=== Section Start ===

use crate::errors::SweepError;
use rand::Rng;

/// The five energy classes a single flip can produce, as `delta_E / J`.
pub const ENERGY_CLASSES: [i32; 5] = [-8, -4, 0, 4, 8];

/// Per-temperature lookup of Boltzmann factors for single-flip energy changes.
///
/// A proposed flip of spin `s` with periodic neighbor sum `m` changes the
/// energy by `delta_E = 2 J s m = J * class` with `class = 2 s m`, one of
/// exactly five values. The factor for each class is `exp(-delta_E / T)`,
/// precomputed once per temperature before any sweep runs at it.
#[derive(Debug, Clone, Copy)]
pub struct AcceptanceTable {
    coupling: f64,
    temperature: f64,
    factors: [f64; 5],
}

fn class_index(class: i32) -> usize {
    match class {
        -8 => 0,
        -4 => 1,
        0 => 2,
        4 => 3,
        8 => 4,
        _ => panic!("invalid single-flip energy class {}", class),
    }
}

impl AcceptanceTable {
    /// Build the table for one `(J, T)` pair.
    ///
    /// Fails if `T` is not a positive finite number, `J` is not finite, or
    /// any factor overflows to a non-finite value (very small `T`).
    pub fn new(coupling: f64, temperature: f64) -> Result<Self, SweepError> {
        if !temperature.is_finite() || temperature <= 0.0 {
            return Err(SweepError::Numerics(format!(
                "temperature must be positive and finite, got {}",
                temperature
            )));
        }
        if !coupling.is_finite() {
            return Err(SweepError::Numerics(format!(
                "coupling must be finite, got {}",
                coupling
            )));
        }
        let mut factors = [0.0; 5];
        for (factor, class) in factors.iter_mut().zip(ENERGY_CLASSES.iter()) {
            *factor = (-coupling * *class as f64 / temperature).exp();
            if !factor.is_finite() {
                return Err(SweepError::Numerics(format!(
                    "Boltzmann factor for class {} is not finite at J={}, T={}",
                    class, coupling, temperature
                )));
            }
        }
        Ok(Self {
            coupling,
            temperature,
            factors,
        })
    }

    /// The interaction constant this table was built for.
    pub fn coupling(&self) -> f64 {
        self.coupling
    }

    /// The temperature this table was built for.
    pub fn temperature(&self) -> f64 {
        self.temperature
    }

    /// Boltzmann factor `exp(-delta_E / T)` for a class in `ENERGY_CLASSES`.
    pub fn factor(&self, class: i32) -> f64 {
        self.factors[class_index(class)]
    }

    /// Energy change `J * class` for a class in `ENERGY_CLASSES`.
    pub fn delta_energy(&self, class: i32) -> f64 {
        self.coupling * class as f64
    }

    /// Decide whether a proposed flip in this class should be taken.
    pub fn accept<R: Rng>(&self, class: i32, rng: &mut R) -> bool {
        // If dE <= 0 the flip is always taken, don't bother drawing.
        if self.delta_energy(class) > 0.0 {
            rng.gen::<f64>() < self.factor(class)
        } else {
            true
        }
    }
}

=== Section End ===

**Work item**
Take from the material above every line that includes the word "built".

**Task result**
    /// The interaction constant this table was built for.
    /// The temperature this table was built for.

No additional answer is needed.